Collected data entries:
■ ■ ■ ■

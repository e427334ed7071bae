//! Vector projection codec and exact nearest-neighbour scan.

use agent_memory_schemas::MemoryId;

/// A nearest-neighbour hit, best first by ascending `distance`.
#[derive(Debug, Clone, Copy, PartialEq)]
pub struct VectorHit {
    pub id: MemoryId,
    pub distance: f32,
}

/// Serialize an embedding as little-endian `f32`s for the BLOB column.
pub fn encode(embedding: &[f32]) -> Vec<u8> {
    embedding.iter().flat_map(|x| x.to_le_bytes()).collect()
}

/// Inverse of [`encode`]. `None` when the blob does not hold exactly `dim` floats.
pub fn decode(blob: &[u8], dim: usize) -> Option<Vec<f32>> {
    if blob.len() != dim * 4 {
        return None;
    }

    Some(
        blob.chunks_exact(4)
            .map(|chunk| f32::from_le_bytes([chunk[0], chunk[1], chunk[2], chunk[3]]))
            .collect(),
    )
}

pub fn l2_distance(a: &[f32], b: &[f32]) -> f32 {
    a.iter()
        .zip(b.iter())
        .map(|(x, y)| (x - y) * (x - y))
        .sum::<f32>()
        .sqrt()
}

/// Calculate cosine similarity between two embeddings
pub fn cosine_similarity(a: &[f32], b: &[f32]) -> f32 {
    let dot: f32 = a.iter().zip(b.iter()).map(|(x, y)| x * y).sum();
    let norm_a: f32 = a.iter().map(|x| x * x).sum::<f32>().sqrt();
    let norm_b: f32 = b.iter().map(|x| x * x).sum::<f32>().sqrt();

    if norm_a == 0.0 || norm_b == 0.0 {
        return 0.0;
    }

    dot / (norm_a * norm_b)
}

/// Accumulates the `limit` closest vectors to `query`.
///
/// Vectors whose cosine similarity does not exceed `min_similarity` are not
/// counted as hits at all. Ties on distance fall back to ascending id so the
/// result is deterministic.
pub struct NearestNeighbors<'q> {
    query: &'q [f32],
    limit: usize,
    min_similarity: f32,
    hits: Vec<VectorHit>,
}

impl<'q> NearestNeighbors<'q> {
    pub fn new(query: &'q [f32], limit: usize, min_similarity: f32) -> Self {
        Self {
            query,
            limit,
            min_similarity,
            hits: Vec::new(),
        }
    }

    pub fn push(&mut self, id: MemoryId, embedding: &[f32]) {
        let similarity = cosine_similarity(self.query, embedding);
        if similarity <= self.min_similarity {
            return;
        }

        self.hits.push(VectorHit {
            id,
            distance: l2_distance(self.query, embedding),
        });
    }

    pub fn finish(mut self) -> Vec<VectorHit> {
        self.hits.sort_by(|a, b| {
            a.distance
                .total_cmp(&b.distance)
                .then_with(|| a.id.cmp(&b.id))
        });
        self.hits.truncate(self.limit);
        self.hits
    }
}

■ ■ ■ ■

Lines above containing "neighbour": give their number only.

2